More than one million gallons of crude have spilled into the Gulf of Mexico, first detected by the US Coast Guard (USGC). The USGC said their teams observed “visible oil” and “intermittent surface sheens” on the water.
The origin of the leak, according to the officials, was the 67-mile-long pipeline system owned by MPOG, a subsidiary of Houston-based Third Coast Infrastructure in Louisiana. The pipeline was closed by MPOG last Thursday after crude oil was spotted around 19 miles offshore of the Mississippi River Delta, near Plaquemines Parish, south-east of New Orleans.
The US Coast Guard has scrambled a multi-agency response, including the US Fish and Wildlife Service. The US Environmental Protection Agency also said that the USGCC was coordinating with 15 federal entities to respond to oil pollution incidents while the National Transportation Safety Board is determining the cause of the leak.

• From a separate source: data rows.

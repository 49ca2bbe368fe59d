//! Analysis of one evidence corpus, end to end.
//!
//! A corpus that fits the token limit is analyzed in a single call. A larger
//! corpus is split, persisted, analyzed chunk by chunk (resuming from any
//! results already on disk) and recombined. Either way the combined result is
//! archived under `<evidence>/analysis_results/`.

use std::path::{Path, PathBuf};
use std::sync::Arc;

use serde::{Deserialize, Serialize};
use tracing::{info, warn};

use super::backend::{AnalysisRequest, Analyzer};
use super::combiner::combine;
use super::error::AnalysisError;
use super::processor::{ChunkFailure, ChunkProcessor, ProcessorConfig, ProgressReporter};
use super::retry::CancellationToken;
use super::splitter::ChunkSplitter;
use super::store::{
    sha256_hex, write_atomic, ChunkManifest, ChunkStore, PrepareOutcome, SkippedResult,
    SourceInfo, SplitParams,
};
use super::tokens::TokenCounter;
use super::tracker::UsageSummary;
use super::types::{AnalysisKind, Chunk, CombinedResult};
use crate::case::CaseInputs;

/// Directory holding archived combined records.
pub const RESULTS_ARCHIVE_DIR: &str = "analysis_results";

/// Default token limit for a single analyzer call.
pub const DEFAULT_MAX_CHUNK_TOKENS: usize = 20_000;

#[derive(Debug, Clone)]
pub struct StageConfig {
    /// Corpora above this many tokens are chunked
    pub max_chunk_tokens: usize,
    pub processor: ProcessorConfig,
}

impl Default for StageConfig {
    fn default() -> Self {
        Self {
            max_chunk_tokens: DEFAULT_MAX_CHUNK_TOKENS,
            processor: ProcessorConfig::default(),
        }
    }
}

/// How the corpus was analyzed.
#[derive(Debug, Clone, Copy, PartialEq, Eq)]
pub enum AnalysisMode {
    /// Nothing to analyze
    Empty,
    SingleShot,
    Chunked { prepare: PrepareOutcome, reused: usize },
}

/// Archived record of one analysis pass.
#[derive(Debug, Clone, PartialEq, Serialize, Deserialize)]
pub struct CombinedRecord {
    /// RFC 3339 time the record was written
    pub timestamp: String,
    pub kind: AnalysisKind,
    pub case: CaseInputs,
    pub analyzed_chunks: usize,
    pub total_chunks: usize,
    pub failed_sequence_numbers: Vec<usize>,
    pub result: CombinedResult,
}

/// Everything a caller learns from one analysis pass.
#[derive(Debug)]
pub struct AnalysisOutcome {
    pub combined: CombinedResult,
    pub mode: AnalysisMode,
    pub total_chunks: usize,
    pub failures: Vec<ChunkFailure>,
    pub usage: Option<UsageSummary>,
    /// Persisted results that were unusable; their chunks were reanalyzed
    pub skipped_results: Vec<SkippedResult>,
    /// Where the combined record was archived, if archiving succeeded
    pub record_path: Option<PathBuf>,
}

impl AnalysisOutcome {
    pub fn analyzed_chunks(&self) -> usize {
        self.combined.source_chunk_count
    }

    pub fn failed_sequence_numbers(&self) -> Vec<usize> {
        self.failures.iter().map(|f| f.sequence_number).collect()
    }
}

/// Result of one pass before archiving.
struct Pass {
    combined: CombinedResult,
    mode: AnalysisMode,
    total_chunks: usize,
    failures: Vec<ChunkFailure>,
    usage: Option<UsageSummary>,
    skipped_results: Vec<SkippedResult>,
}

/// Size check, split, persist, process, combine and archive.
pub struct AnalysisStage {
    config: StageConfig,
    counter: Arc<dyn TokenCounter>,
    cancel: CancellationToken,
    progress: Option<Arc<ProgressReporter>>,
}

impl AnalysisStage {
    pub fn new(config: StageConfig, counter: Arc<dyn TokenCounter>) -> Self {
        Self {
            config,
            counter,
            cancel: CancellationToken::new(),
            progress: None,
        }
    }

    pub fn with_cancellation(mut self, cancel: CancellationToken) -> Self {
        self.cancel = cancel;
        self
    }

    pub fn with_progress(mut self, progress: Arc<ProgressReporter>) -> Self {
        self.progress = Some(progress);
        self
    }

    pub fn config(&self) -> &StageConfig {
        &self.config
    }

    /// Token cancelling any batch run by this stage.
    pub fn cancellation_token(&self) -> CancellationToken {
        self.cancel.clone()
    }

    /// Chunk directory for `kind` under `evidence_dir`.
    pub fn chunk_dir(evidence_dir: &Path, kind: AnalysisKind) -> PathBuf {
        evidence_dir.join(kind.chunk_dir_name())
    }

    /// Analyze `corpus` and archive the combined result under `evidence_dir`.
    ///
    /// Chunk-level failures are reported in the outcome, not as errors. Only
    /// store failures abort; a failed archive write is logged and leaves
    /// `record_path` empty.
    pub fn run(
        &self,
        corpus: &str,
        evidence_dir: &Path,
        kind: AnalysisKind,
        case: &CaseInputs,
        analyzer: &dyn Analyzer,
    ) -> Result<AnalysisOutcome, AnalysisError> {
        let request = AnalysisRequest::new(kind, case.clone());
        let total_tokens = self.counter.count(corpus);

        let pass = if corpus.trim().is_empty() {
            warn!(%kind, "No evidence text to analyze");
            Pass {
                combined: CombinedResult::empty(),
                mode: AnalysisMode::Empty,
                total_chunks: 0,
                failures: Vec::new(),
                usage: None,
                skipped_results: Vec::new(),
            }
        } else if total_tokens <= self.config.max_chunk_tokens {
            info!(%kind, tokens = total_tokens, "Corpus fits a single call");
            let chunk = Chunk::new(0, total_tokens, corpus.to_string());
            let processor = self.processor(ChunkProcessor::ephemeral(self.config.processor.clone()));
            let report = processor.process(
                std::slice::from_ref(&chunk),
                Default::default(),
                analyzer,
                &request,
            );
            Pass {
                combined: combine(&report.results),
                mode: AnalysisMode::SingleShot,
                total_chunks: 1,
                failures: report.failures,
                usage: Some(report.usage),
                skipped_results: Vec::new(),
            }
        } else {
            self.run_chunked(corpus, total_tokens, evidence_dir, kind, case, analyzer, &request)?
        };

        let Pass {
            combined,
            mode,
            total_chunks,
            failures,
            usage,
            skipped_results,
        } = pass;

        let record = CombinedRecord {
            timestamp: chrono::Utc::now().to_rfc3339(),
            kind,
            case: case.clone(),
            analyzed_chunks: combined.source_chunk_count,
            total_chunks,
            failed_sequence_numbers: failures.iter().map(|f| f.sequence_number).collect(),
            result: combined,
        };
        // The combined result stands even if the archive copy cannot be written
        let record_path = match archive_record(evidence_dir, &record) {
            Ok(path) => Some(path),
            Err(e) => {
                warn!(%kind, error = %e, "Failed to archive combined record");
                None
            }
        };

        info!(
            %kind,
            analyzed = record.analyzed_chunks,
            total = total_chunks,
            threat_score = record.result.threat_score,
            confidence = record.result.confidence,
            path = ?record_path,
            "Analysis complete"
        );

        Ok(AnalysisOutcome {
            combined: record.result,
            mode,
            total_chunks,
            failures,
            usage,
            skipped_results,
            record_path,
        })
    }

    #[allow(clippy::too_many_arguments)]
    fn run_chunked(
        &self,
        corpus: &str,
        total_tokens: usize,
        evidence_dir: &Path,
        kind: AnalysisKind,
        case: &CaseInputs,
        analyzer: &dyn Analyzer,
        request: &AnalysisRequest,
    ) -> Result<Pass, AnalysisError> {
        let splitter = ChunkSplitter::new(self.config.max_chunk_tokens, Arc::clone(&self.counter));
        let chunks = splitter.split(corpus);
        info!(
            %kind,
            tokens = total_tokens,
            chunks = chunks.len(),
            max_tokens = self.config.max_chunk_tokens,
            "Corpus exceeds single-call limit; chunking"
        );

        let manifest = ChunkManifest::new(
            &chunks,
            SplitParams {
                max_tokens_per_chunk: self.config.max_chunk_tokens,
                counter: self.counter.identity(),
            },
            SourceInfo {
                case_id: case.case_id.clone(),
                dump_path: case.dump_path.clone(),
                content_sha256: sha256_hex(corpus),
            },
        );

        let store = ChunkStore::open(Self::chunk_dir(evidence_dir, kind))?;
        let prepare = store.prepare(&chunks, &manifest)?;
        store.begin_analysis();

        let loaded = match prepare {
            PrepareOutcome::Reused => store.load_results()?,
            PrepareOutcome::Written => Default::default(),
        };

        let processor = self.processor(ChunkProcessor::new(self.config.processor.clone(), &store));
        let report = processor.process(&chunks, loaded.results, analyzer, request);

        if !report.failures.is_empty() {
            warn!(
                %kind,
                failed = report.failures.len(),
                total = report.total_chunks,
                "Some chunks failed; combining the rest. Rerun to resume."
            );
        }

        Ok(Pass {
            combined: combine(&report.results),
            mode: AnalysisMode::Chunked {
                prepare,
                reused: report.reused,
            },
            total_chunks: report.total_chunks,
            failures: report.failures,
            usage: Some(report.usage),
            skipped_results: loaded.skipped,
        })
    }

    fn processor<'a>(&'a self, processor: ChunkProcessor<'a>) -> ChunkProcessor<'a> {
        let processor = processor.with_cancellation(self.cancel.clone());
        match self.progress.as_deref() {
            Some(progress) => processor.with_progress(progress),
            None => processor,
        }
    }
}

/// Write `record` to `<evidence>/analysis_results/<kind>_analysis_<time>.json`.
pub fn archive_record(
    evidence_dir: &Path,
    record: &CombinedRecord,
) -> Result<PathBuf, AnalysisError> {
    let dir = evidence_dir.join(RESULTS_ARCHIVE_DIR);
    let stamp = chrono::Utc::now().format("%Y%m%d_%H%M%S_%3f");
    let path = dir.join(format!(
        "{}_analysis_{}.json",
        record.kind.record_prefix(),
        stamp
    ));

    let archive_err = |message: String| AnalysisError::Archive {
        path: path.clone(),
        message,
    };

    std::fs::create_dir_all(&dir).map_err(|e| archive_err(e.to_string()))?;
    let json = serde_json::to_string_pretty(record).map_err(|e| archive_err(e.to_string()))?;
    write_atomic(&path, json.as_bytes()).map_err(|e| archive_err(e.to_string()))?;
    Ok(path)
}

“The Unified Command is coordinating with federal, state and local agencies to ensure the safety of the public, protect the environment, and respond to the incident,” the agency said in a statement.
“There have been no reports of injuries or shoreline impacts at this time.”
Daily oil output of at least six oil producers, approximately 61,165 barrels, has been shut in by the Third Coast Infrastructure underwater pipeline leak, reported Reuters. This amounts to around 3% of crude production in the Gulf of Mexico.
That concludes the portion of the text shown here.